> Brief
Filter the entries below down to the lines that hold "patch".

-*-

//! Module Paramétrage : entreprises, rôles, permissions, utilisateurs
//!
//! Les listes sont scoped par l'entreprise validée ; les accès par id
//! vérifient l'entreprise propriétaire avant de lire ou d'écrire.

use axum::extract::{Path, Query, State};
use axum::http::StatusCode;
use axum::routing::{get, post};
use axum::{Json, Router};

use gesco_core::domain::{
    Entreprise, EntrepriseCreate, EntrepriseUpdate, PermAction, Permission, Role, RoleCreate,
    RoleUpdate, Utilisateur, UtilisateurCreate, UtilisateurUpdate,
};
use gesco_core::services::{
    require_tenant, validated_entreprise_id, EntrepriseService, RoleService, UtilisateurService,
};
use gesco_infrastructure::database::Tx;
use gesco_infrastructure::postgres::{
    PgEntrepriseRepository, PgPermissionRepository, PgRoleRepository, PgUtilisateurRepository,
};

use crate::error::{validate_payload, ApiError};
use crate::extract::{CurrentUser, DbTx};
use crate::handlers::{access_control, ListQuery};
use crate::state::AppState;

const MODULE: &str = "parametrage";

pub fn router() -> Router<AppState> {
    Router::new()
        .route("/parametrage/entreprises", get(list_entreprises).post(create_entreprise))
        .route(
            "/parametrage/entreprises/{id}",
            get(get_entreprise).patch(update_entreprise).delete(delete_entreprise),
        )
        .route("/parametrage/roles", get(list_roles).post(create_role))
        .route("/parametrage/roles/{id}", get(get_role).patch(update_role))
        .route(
            "/parametrage/roles/{role_id}/permissions/{permission_id}",
            post(grant_permission).delete(revoke_permission),
        )
        .route("/parametrage/permissions", get(list_permissions))
        .route(
            "/parametrage/utilisateurs",
            get(list_utilisateurs).post(create_utilisateur),
        )
        .route(
            "/parametrage/utilisateurs/{id}",
            get(get_utilisateur).patch(update_utilisateur).delete(delete_utilisateur),
        )
}

fn entreprise_service(tx: &Tx) -> EntrepriseService<PgEntrepriseRepository> {
    EntrepriseService::new(PgEntrepriseRepository::new(tx.clone()))
}

fn role_service(
    tx: &Tx,
) -> RoleService<PgRoleRepository, PgEntrepriseRepository, PgPermissionRepository> {
    RoleService::new(
        PgRoleRepository::new(tx.clone()),
        PgEntrepriseRepository::new(tx.clone()),
        PgPermissionRepository::new(tx.clone()),
    )
}

fn utilisateur_service(
    state: &AppState,
    tx: &Tx,
) -> UtilisateurService<PgUtilisateurRepository, PgEntrepriseRepository, PgRoleRepository> {
    UtilisateurService::new(
        PgUtilisateurRepository::new(tx.clone()),
        PgEntrepriseRepository::new(tx.clone()),
        PgRoleRepository::new(tx.clone()),
        state.passwords,
    )
}

// --- Entreprises ---

async fn list_entreprises(
    State(state): State<AppState>,
    CurrentUser(principal): CurrentUser,
    DbTx(tx): DbTx,
    Query(query): Query<ListQuery>,
) -> Result<Json<Vec<Entreprise>>, ApiError> {
    access_control(&state, &tx)
        .require_permission(&principal, MODULE, PermAction::Read)
        .await?;
    let items = entreprise_service(&tx).list(&query.page_filter()).await?;
    Ok(Json(items))
}

async fn get_entreprise(
    State(state): State<AppState>,
    CurrentUser(principal): CurrentUser,
    DbTx(tx): DbTx,
    Path(id): Path<i64>,
) -> Result<Json<Entreprise>, ApiError> {
    access_control(&state, &tx)
        .require_permission(&principal, MODULE, PermAction::Read)
        .await?;
    require_tenant(&principal, id)?;
    let entreprise = entreprise_service(&tx).get_or_404(id).await?;
    Ok(Json(entreprise))
}

async fn create_entreprise(
    State(state): State<AppState>,
    CurrentUser(principal): CurrentUser,
    DbTx(tx): DbTx,
    Json(payload): Json<EntrepriseCreate>,
) -> Result<(StatusCode, Json<Entreprise>), ApiError> {
    validate_payload(&payload)?;
    access_control(&state, &tx)
        .require_permission(&principal, MODULE, PermAction::Write)
        .await?;
    let entreprise = entreprise_service(&tx).create(payload).await?;
    Ok((StatusCode::CREATED, Json(entreprise)))
}

async fn update_entreprise(
    State(state): State<AppState>,
    CurrentUser(principal): CurrentUser,
    DbTx(tx): DbTx,
    Path(id): Path<i64>,
    Json(payload): Json<EntrepriseUpdate>,
) -> Result<Json<Entreprise>, ApiError> {
    validate_payload(&payload)?;
    access_control(&state, &tx)
        .require_permission(&principal, MODULE, PermAction::Write)
        .await?;
    require_tenant(&principal, id)?;
    let entreprise = entreprise_service(&tx).update(id, payload).await?;
    Ok(Json(entreprise))
}

async fn delete_entreprise(
    State(state): State<AppState>,
    CurrentUser(principal): CurrentUser,
    DbTx(tx): DbTx,
    Path(id): Path<i64>,
) -> Result<StatusCode, ApiError> {
    access_control(&state, &tx)
        .require_permission(&principal, MODULE, PermAction::Write)
        .await?;
    require_tenant(&principal, id)?;
    entreprise_service(&tx).delete_soft(id).await?;
    Ok(StatusCode::NO_CONTENT)
}

// --- Rôles ---

async fn list_roles(
    State(state): State<AppState>,
    CurrentUser(principal): CurrentUser,
    DbTx(tx): DbTx,
    Query(query): Query<ListQuery>,
) -> Result<Json<Vec<Role>>, ApiError> {
    access_control(&state, &tx)
        .require_permission(&principal, MODULE, PermAction::Read)
        .await?;
    let entreprise_id = validated_entreprise_id(&principal, query.entreprise_id)?;
    let filter = query.page_filter();
    let items = role_service(&tx)
        .list(Some(entreprise_id), filter.skip, filter.limit)
        .await?;
    Ok(Json(items))
}

async fn get_role(
    State(state): State<AppState>,
    CurrentUser(principal): CurrentUser,
    DbTx(tx): DbTx,
    Path(id): Path<i64>,
) -> Result<Json<Role>, ApiError> {
    access_control(&state, &tx)
        .require_permission(&principal, MODULE, PermAction::Read)
        .await?;
    let role = role_service(&tx).get_or_404(id).await?;
    if let Some(entreprise_id) = role.entreprise_id {
        require_tenant(&principal, entreprise_id)?;
    }
    Ok(Json(role))
}

async fn create_role(
    State(state): State<AppState>,
    CurrentUser(principal): CurrentUser,
    DbTx(tx): DbTx,
    Json(payload): Json<RoleCreate>,
) -> Result<(StatusCode, Json<Role>), ApiError> {
    validate_payload(&payload)?;
    access_control(&state, &tx)
        .require_permission(&principal, MODULE, PermAction::Write)
        .await?;
    if let Some(entreprise_id) = payload.entreprise_id {
        require_tenant(&principal, entreprise_id)?;
    }
    let role = role_service(&tx).create(payload).await?;
    Ok((StatusCode::CREATED, Json(role)))
}

async fn update_role(
    State(state): State<AppState>,
    CurrentUser(principal): CurrentUser,
    DbTx(tx): DbTx,
    Path(id): Path<i64>,
    Json(payload): Json<RoleUpdate>,
) -> Result<Json<Role>, ApiError> {
    validate_payload(&payload)?;
    access_control(&state, &tx)
        .require_permission(&principal, MODULE, PermAction::Write)
        .await?;
    let service = role_service(&tx);
    let role = service.get_or_404(id).await?;
    if let Some(entreprise_id) = role.entreprise_id {
        require_tenant(&principal, entreprise_id)?;
    }
    let role = service.update(id, payload).await?;
    Ok(Json(role))
}

async fn grant_permission(
    State(state): State<AppState>,
    CurrentUser(principal): CurrentUser,
    DbTx(tx): DbTx,
    Path((role_id, permission_id)): Path<(i64, i64)>,
) -> Result<StatusCode, ApiError> {
    access_control(&state, &tx)
        .require_permission(&principal, MODULE, PermAction::Write)
        .await?;
    let service = role_service(&tx);
    let role = service.get_or_404(role_id).await?;
    if let Some(entreprise_id) = role.entreprise_id {
        require_tenant(&principal, entreprise_id)?;
    }
    service.grant_permission(role_id, permission_id).await?;
    Ok(StatusCode::NO_CONTENT)
}

async fn revoke_permission(
    State(state): State<AppState>,
    CurrentUser(principal): CurrentUser,
    DbTx(tx): DbTx,
    Path((role_id, permission_id)): Path<(i64, i64)>,
) -> Result<StatusCode, ApiError> {
    access_control(&state, &tx)
        .require_permission(&principal, MODULE, PermAction::Write)
        .await?;
    let service = role_service(&tx);
    let role = service.get_or_404(role_id).await?;
    if let Some(entreprise_id) = role.entreprise_id {
        require_tenant(&principal, entreprise_id)?;
    }
    service.revoke_permission(role_id, permission_id).await?;
    Ok(StatusCode::NO_CONTENT)
}

async fn list_permissions(
    State(state): State<AppState>,
    CurrentUser(principal): CurrentUser,
    DbTx(tx): DbTx,
) -> Result<Json<Vec<Permission>>, ApiError> {
    access_control(&state, &tx)
        .require_permission(&principal, MODULE, PermAction::Read)
        .await?;
    let items = role_service(&tx).list_permissions().await?;
    Ok(Json(items))
}

// --- Utilisateurs ---

async fn list_utilisateurs(
    State(state): State<AppState>,
    CurrentUser(principal): CurrentUser,
    DbTx(tx): DbTx,
    Query(query): Query<ListQuery>,
) -> Result<Json<Vec<Utilisateur>>, ApiError> {
    access_control(&state, &tx)
        .require_permission(&principal, MODULE, PermAction::Read)
        .await?;
    let entreprise_id = validated_entreprise_id(&principal, query.entreprise_id)?;
    let items = utilisateur_service(&state, &tx)
        .list(entreprise_id, &query.page_filter())
        .await?;
    Ok(Json(items))
}

async fn get_utilisateur(
    State(state): State<AppState>,
    CurrentUser(principal): CurrentUser,
    DbTx(tx): DbTx,
    Path(id): Path<i64>,
) -> Result<Json<Utilisateur>, ApiError> {
    access_control(&state, &tx)
        .require_permission(&principal, MODULE, PermAction::Read)
        .await?;
    let user = utilisateur_service(&state, &tx).get_or_404(id).await?;
    require_tenant(&principal, user.entreprise_id)?;
    Ok(Json(user))
}

async fn create_utilisateur(
    State(state): State<AppState>,
    CurrentUser(principal): CurrentUser,
    DbTx(tx): DbTx,
    Json(payload): Json<UtilisateurCreate>,
) -> Result<(StatusCode, Json<Utilisateur>), ApiError> {
    validate_payload(&payload)?;
    access_control(&state, &tx)
        .require_permission(&principal, MODULE, PermAction::Write)
        .await?;
    require_tenant(&principal, payload.entreprise_id)?;
    let user = utilisateur_service(&state, &tx).create(payload).await?;
    Ok((StatusCode::CREATED, Json(user)))
}

async fn update_utilisateur(
    State(state): State<AppState>,
    CurrentUser(principal): CurrentUser,
    DbTx(tx): DbTx,
    Path(id): Path<i64>,
    Json(payload): Json<UtilisateurUpdate>,
) -> Result<Json<Utilisateur>, ApiError> {
    validate_payload(&payload)?;
    access_control(&state, &tx)
        .require_permission(&principal, MODULE, PermAction::Write)
        .await?;
    let service = utilisateur_service(&state, &tx);
    let user = service.get_or_404(id).await?;
    require_tenant(&principal, user.entreprise_id)?;
    let user = service.update(id, payload).await?;
    Ok(Json(user))
}

async fn delete_utilisateur(
    State(state): State<AppState>,
    CurrentUser(principal): CurrentUser,
    DbTx(tx): DbTx,
    Path(id): Path<i64>,
) -> Result<StatusCode, ApiError> {
    access_control(&state, &tx)
        .require_permission(&principal, MODULE, PermAction::Write)
        .await?;
    let service = utilisateur_service(&state, &tx);
    let user = service.get_or_404(id).await?;
    require_tenant(&principal, user.entreprise_id)?;
    service.delete_soft(id).await?;
    Ok(StatusCode::NO_CONTENT)
}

-*-

> Exercise response
            get(get_entreprise).patch(update_entreprise).delete(delete_entreprise),
        .route("/parametrage/roles/{id}", get(get_role).patch(update_role))
            get(get_utilisateur).patch(update_utilisateur).delete(delete_utilisateur),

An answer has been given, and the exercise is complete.